Using your stand mixer, whisk together eggs. Add sugars, vanilla and salt; whisk to combine. Stir in melted chocolate and butter; fold in flour. Pour into buttered pan, reserving 1/2 cup of batter. Pour cheesecake mixture over brownie batter. Spoon the remaining brownie batter in large dollops over the cheesecake mixture. Use a butter knife to swirl the batters and create a marbled effect.
Bake till a toothpick inserted into the center comes out clean, 40-45 minutes. Set on a rack to cool.
HAPPY MOTHER’S DAY, JANEY!
Thanks for encouraging me–for as long as I can remember–to do my own thing!

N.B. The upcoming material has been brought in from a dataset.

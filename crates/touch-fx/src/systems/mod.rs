pub mod feedback;
pub mod pool;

And for always believing in me, whatever my endeavor. Here’s hoping every mom who’s reading along had a wonderful day, too!


May 10, 2010 at 2:35 pm
That’s a beautiful thing you’ve created. Very nice/very creative! Beautifully executed so that it is a feast for the eyes, as well.
May 10, 2010 at 2:54 pm
Why, thank you! There’s only one left at the moment–and Janey just called dibs on it. MOO!
May 10, 2010 at 5:42 pm
Hi, This looks really good. Thank you for sharing. My husband is a chocolate and peanut butter big fan also.
May 11, 2010 at 1:20 am
Beautiful! I love the swirl pattern. I love lime and cheese. This is such a lovely combo. Thanks for sharing.
May 11, 2010 at 9:26 am
I’m a fool for the swirl, too, MaryMoh–thanks! And I plan to attack a PB version in the future, Cook with Madin!
May 11, 2010 at 5:22 pm
That sounds so good, what a great idea! I also love PB and chocolate too, although I’ve never combined them in brownies…mmmmm…
May 12, 2010 at 12:02 am
Those brownies are incredibly tempting, with a layer of cheesecake on top that must be delightful
May 16, 2010 at 11:34 am
what a cute post!! a report card for your self…:)) I love the cat shapes…you did an excellent job as far as I can see.
May 16, 2010 at 4:48 pm
Zurin, thanks kindly! I directed my friend Christina to your lovely painted rolls earlier.
Have you ever painted cookies similarly?
Linda, sweets are a definite weakness for me, too. We determined I ate at least half the pan of the key lime swirl brownies–so wrong, yet so right! That’s why between all my baked goodies you see my “sexy salad” posts in attempt to keep my clothes fitting. HA HA HA!
May 16, 2010 at 3:24 pm
Absolutely delectable. How do you stop yourself from not eating all of it. I wouldn’t want to share. Sweets are a weakness for me.
January 22, 2012 at 12:37 am
I had a similar idea of merging key lime with brownies, but instead of brownies with a key lime swirl, it was a key lime pie with a brownie base (or “crust” if you will). I think our ideas complement each other well. Obviously, we should get married.
So get back to me on that.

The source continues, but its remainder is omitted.